WHAT IS REQUIRED: Please give again, word for word, each line that falls between the line with "on the ed25519" and the end of the data, inclusive.

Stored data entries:
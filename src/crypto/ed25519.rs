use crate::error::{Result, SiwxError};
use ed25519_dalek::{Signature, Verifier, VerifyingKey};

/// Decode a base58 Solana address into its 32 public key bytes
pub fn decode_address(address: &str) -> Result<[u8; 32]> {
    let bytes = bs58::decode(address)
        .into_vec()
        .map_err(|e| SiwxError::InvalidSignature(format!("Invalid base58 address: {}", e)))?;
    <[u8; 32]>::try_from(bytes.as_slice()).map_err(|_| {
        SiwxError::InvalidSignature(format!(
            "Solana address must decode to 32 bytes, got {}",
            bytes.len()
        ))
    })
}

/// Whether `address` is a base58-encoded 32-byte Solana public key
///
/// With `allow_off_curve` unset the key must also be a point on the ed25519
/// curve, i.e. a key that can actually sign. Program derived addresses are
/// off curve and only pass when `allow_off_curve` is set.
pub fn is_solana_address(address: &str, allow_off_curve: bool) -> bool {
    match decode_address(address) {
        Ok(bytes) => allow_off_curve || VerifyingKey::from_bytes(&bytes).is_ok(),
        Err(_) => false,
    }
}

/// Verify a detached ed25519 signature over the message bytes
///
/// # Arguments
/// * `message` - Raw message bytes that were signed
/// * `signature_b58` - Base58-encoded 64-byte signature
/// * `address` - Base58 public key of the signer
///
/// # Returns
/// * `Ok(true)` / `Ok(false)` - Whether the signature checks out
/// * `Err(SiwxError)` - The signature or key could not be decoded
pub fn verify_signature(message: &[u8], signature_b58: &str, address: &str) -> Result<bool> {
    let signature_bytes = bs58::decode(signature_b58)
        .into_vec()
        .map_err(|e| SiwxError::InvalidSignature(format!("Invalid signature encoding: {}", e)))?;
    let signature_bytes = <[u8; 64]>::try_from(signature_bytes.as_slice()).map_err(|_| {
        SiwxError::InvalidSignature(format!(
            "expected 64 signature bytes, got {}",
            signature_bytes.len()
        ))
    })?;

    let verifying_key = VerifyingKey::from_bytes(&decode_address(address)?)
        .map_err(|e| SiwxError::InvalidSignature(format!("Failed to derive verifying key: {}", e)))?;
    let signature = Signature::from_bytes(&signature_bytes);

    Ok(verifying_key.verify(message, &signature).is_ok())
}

SOLUTION FOR THIS TASK:
/// With `allow_off_curve` unset the key must also be a point on the ed25519
/// curve, i.e. a key that can actually sign. Program derived addresses are
/// off curve and only pass when `allow_off_curve` is set.
pub fn is_solana_address(address: &str, allow_off_curve: bool) -> bool {
    match decode_address(address) {
        Ok(bytes) => allow_off_curve || VerifyingKey::from_bytes(&bytes).is_ok(),
        Err(_) => false,
    }
}

/// Verify a detached ed25519 signature over the message bytes
///
/// # Arguments
/// * `message` - Raw message bytes that were signed
/// * `signature_b58` - Base58-encoded 64-byte signature
/// * `address` - Base58 public key of the signer
///
/// # Returns
/// * `Ok(true)` / `Ok(false)` - Whether the signature checks out
/// * `Err(SiwxError)` - The signature or key could not be decoded
pub fn verify_signature(message: &[u8], signature_b58: &str, address: &str) -> Result<bool> {
    let signature_bytes = bs58::decode(signature_b58)
        .into_vec()
        .map_err(|e| SiwxError::InvalidSignature(format!("Invalid signature encoding: {}", e)))?;
    let signature_bytes = <[u8; 64]>::try_from(signature_bytes.as_slice()).map_err(|_| {
        SiwxError::InvalidSignature(format!(
            "expected 64 signature bytes, got {}",
            signature_bytes.len()
        ))
    })?;

    let verifying_key = VerifyingKey::from_bytes(&decode_address(address)?)
        .map_err(|e| SiwxError::InvalidSignature(format!("Failed to derive verifying key: {}", e)))?;
    let signature = Signature::from_bytes(&signature_bytes);

    Ok(verifying_key.verify(message, &signature).is_ok())
}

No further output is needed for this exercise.